[Excerpted records]
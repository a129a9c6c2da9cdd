//! Scripted in-memory [`RemoteGate`] for tests. **Never use in production.**
//!
//! Every response is scripted up front; every call is recorded. Unscripted
//! calls get permissive defaults (empty pages, successful submissions).

use std::collections::HashMap;
use std::sync::{Mutex, MutexGuard, PoisonError};
use std::time::Duration;

use async_trait::async_trait;
use consign_types::{
    ActorId, BatchCandidates, BatchSubmitResponse, ConsignError, ConsignSubmitResponse,
    EligibilityCheck, HoldingId, HoldingsPage, ListFilter, Partition, PerItemResult, Result,
    SubmissionKey, SubmitResponse, VoucherPage,
};
use rust_decimal::Decimal;

use crate::gate::RemoteGate;

/// One recorded gate call.
#[derive(Debug, Clone, PartialEq)]
pub enum GateCall {
    Holdings { partition: Partition, page: u32 },
    Eligibility { holding: HoldingId },
    Vouchers { page: u32 },
    Delivery { holding: HoldingId, key: SubmissionKey },
    Consignment { holding: HoldingId, price: Decimal, key: SubmissionKey },
    Batch { holdings: Vec<HoldingId>, key: SubmissionKey },
    BatchCandidates,
}

#[derive(Default)]
struct Script {
    holdings: HashMap<Partition, Vec<HoldingsPage>>,
    holdings_down: bool,
    eligibility: HashMap<HoldingId, EligibilityCheck>,
    eligibility_down: bool,
    vouchers: Vec<VoucherPage>,
    vouchers_fail_from: Option<u32>,
    delivery: Option<SubmitResponse>,
    consignment: Option<ConsignSubmitResponse>,
    batch: Option<BatchSubmitResponse>,
    submissions_down: bool,
    candidates: BatchCandidates,
    server_price: Option<Decimal>,
    submit_delay: Option<Duration>,
    calls: Vec<GateCall>,
}

/// Scripted backend.
#[derive(Default)]
pub struct ScriptedGate {
    script: Mutex<Script>,
}

fn transport(reason: &str) -> ConsignError {
    ConsignError::Transport {
        reason: reason.to_string(),
    }
}

impl ScriptedGate {
    #[must_use]
    pub fn new() -> Self {
        Self::default()
    }

    fn script(&self) -> MutexGuard<'_, Script> {
        self.script.lock().unwrap_or_else(PoisonError::into_inner)
    }

    /// Append the next page of `partition`.
    pub fn push_holdings_page(&self, partition: Partition, page: HoldingsPage) {
        self.script().holdings.entry(partition).or_default().push(page);
    }

    /// Make holdings listings fail with a transport error.
    pub fn fail_holdings(&self, down: bool) {
        self.script().holdings_down = down;
    }

    pub fn set_eligibility(&self, holding: &str, check: EligibilityCheck) {
        self.script()
            .eligibility
            .insert(HoldingId::new(holding), check);
    }

    /// Make eligibility checks fail with a transport error.
    pub fn fail_eligibility(&self, down: bool) {
        self.script().eligibility_down = down;
    }

    /// Append the next voucher page.
    pub fn push_voucher_page(&self, page: VoucherPage) {
        self.script().vouchers.push(page);
    }

    /// Make voucher requests for `page` and later fail.
    pub fn fail_vouchers_from_page(&self, page: u32) {
        self.script().vouchers_fail_from = Some(page);
    }

    pub fn set_delivery_response(&self, response: SubmitResponse) {
        self.script().delivery = Some(response);
    }

    pub fn set_consignment_response(&self, response: ConsignSubmitResponse) {
        self.script().consignment = Some(response);
    }

    pub fn set_batch_response(&self, response: BatchSubmitResponse) {
        self.script().batch = Some(response);
    }

    /// Make every submission fail with a transport error.
    pub fn fail_submissions(&self, down: bool) {
        self.script().submissions_down = down;
    }

    pub fn set_batch_candidates(&self, candidates: BatchCandidates) {
        self.script().candidates = candidates;
    }

    /// Price the backend quotes instead of the engine's own derivation.
    pub fn set_server_price(&self, price: Decimal) {
        self.script().server_price = Some(price);
    }

    /// Delay every submission, to widen race windows in tests.
    pub fn set_submit_delay(&self, delay: Duration) {
        self.script().submit_delay = Some(delay);
    }

    /// All calls so far, in order.
    #[must_use]
    pub fn calls(&self) -> Vec<GateCall> {
        self.script().calls.clone()
    }

    #[must_use]
    pub fn voucher_pages_requested(&self) -> usize {
        self.count(|c| matches!(c, GateCall::Vouchers { .. }))
    }

    /// Number of submissions of any kind.
    #[must_use]
    pub fn submission_count(&self) -> usize {
        self.count(|c| {
            matches!(
                c,
                GateCall::Delivery { .. } | GateCall::Consignment { .. } | GateCall::Batch { .. }
            )
        })
    }

    fn count(&self, pred: impl Fn(&GateCall) -> bool) -> usize {
        self.script().calls.iter().filter(|c| pred(c)).count()
    }

    /// Record a submission and return the configured delay. The lock is
    /// released before the caller sleeps.
    fn record_submission(&self, call: GateCall) -> Result<Option<Duration>> {
        let mut script = self.script();
        script.calls.push(call);
        if script.submissions_down {
            return Err(transport("submission endpoint unreachable"));
        }
        Ok(script.submit_delay)
    }
}

async fn pause(delay: Option<Duration>) {
    if let Some(delay) = delay {
        tokio::time::sleep(delay).await;
    }
}

#[async_trait]
impl RemoteGate for ScriptedGate {
    async fn holdings(
        &self,
        _actor: &ActorId,
        partition: Partition,
        _filter: &ListFilter,
        page: u32,
        _page_size: u32,
    ) -> Result<HoldingsPage> {
        let mut script = self.script();
        script.calls.push(GateCall::Holdings { partition, page });
        if script.holdings_down {
            return Err(transport("holdings unavailable"));
        }
        let index = page.saturating_sub(1) as usize;
        Ok(script
            .holdings
            .get(&partition)
            .and_then(|pages| pages.get(index))
            .cloned()
            .unwrap_or_else(|| HoldingsPage {
                has_more: Some(false),
                ..HoldingsPage::default()
            }))
    }

    async fn consignment_eligibility(&self, holding: &HoldingId) -> Result<EligibilityCheck> {
        let mut script = self.script();
        script.calls.push(GateCall::Eligibility {
            holding: holding.clone(),
        });
        if script.eligibility_down {
            return Err(transport("eligibility endpoint unreachable"));
        }
        Ok(script
            .eligibility
            .get(holding)
            .cloned()
            .unwrap_or_default())
    }

    async fn vouchers(&self, _actor: &ActorId, page: u32, _page_size: u32) -> Result<VoucherPage> {
        let mut script = self.script();
        script.calls.push(GateCall::Vouchers { page });
        if script.vouchers_fail_from.is_some_and(|from| page >= from) {
            return Err(transport("voucher endpoint unreachable"));
        }
        let index = page.saturating_sub(1) as usize;
        Ok(script.vouchers.get(index).cloned().unwrap_or_default())
    }

    async fn submit_delivery(
        &self,
        holding: &HoldingId,
        key: SubmissionKey,
    ) -> Result<SubmitResponse> {
        let delay = self.record_submission(GateCall::Delivery {
            holding: holding.clone(),
            key,
        })?;
        pause(delay).await;
        Ok(self.script().delivery.clone().unwrap_or(SubmitResponse {
            success: true,
            message: None,
        }))
    }

    async fn submit_consignment(
        &self,
        holding: &HoldingId,
        price: Decimal,
        key: SubmissionKey,
    ) -> Result<ConsignSubmitResponse> {
        let delay = self.record_submission(GateCall::Consignment {
            holding: holding.clone(),
            price,
            key,
        })?;
        pause(delay).await;
        Ok(self
            .script()
            .consignment
            .clone()
            .unwrap_or(ConsignSubmitResponse {
                success: true,
                ..ConsignSubmitResponse::default()
            }))
    }

    async fn submit_batch(
        &self,
        holdings: &[HoldingId],
        key: SubmissionKey,
    ) -> Result<BatchSubmitResponse> {
        let delay = self.record_submission(GateCall::Batch {
            holdings: holdings.to_vec(),
            key,
        })?;
        pause(delay).await;
        if let Some(response) = self.script().batch.clone() {
            return Ok(response);
        }
        let count = u32::try_from(holdings.len()).unwrap_or(u32::MAX);
        Ok(BatchSubmitResponse {
            total_count: count,
            success_count: count,
            failure_count: 0,
            per_item_results: Some(
                holdings
                    .iter()
                    .map(|id| PerItemResult {
                        holding_id: id.clone(),
                        success: true,
                        message: None,
                    })
                    .collect(),
            ),
            ..BatchSubmitResponse::default()
        })
    }

    async fn batch_candidates(&self, _actor: &ActorId) -> Result<BatchCandidates> {
        let mut script = self.script();
        script.calls.push(GateCall::BatchCandidates);
        Ok(script.candidates.clone())
    }

    fn consignment_price(&self, _buy_price: Decimal, _appreciation_rate: Decimal) -> Option<Decimal> {
        self.script().server_price
    }
}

[What you have to do] Lines from the entries that contain the word "lock" are what the answer must hold.

[Answer section]
        self.script.lock().unwrap_or_else(PoisonError::into_inner)
    /// Record a submission and return the configured delay. The lock is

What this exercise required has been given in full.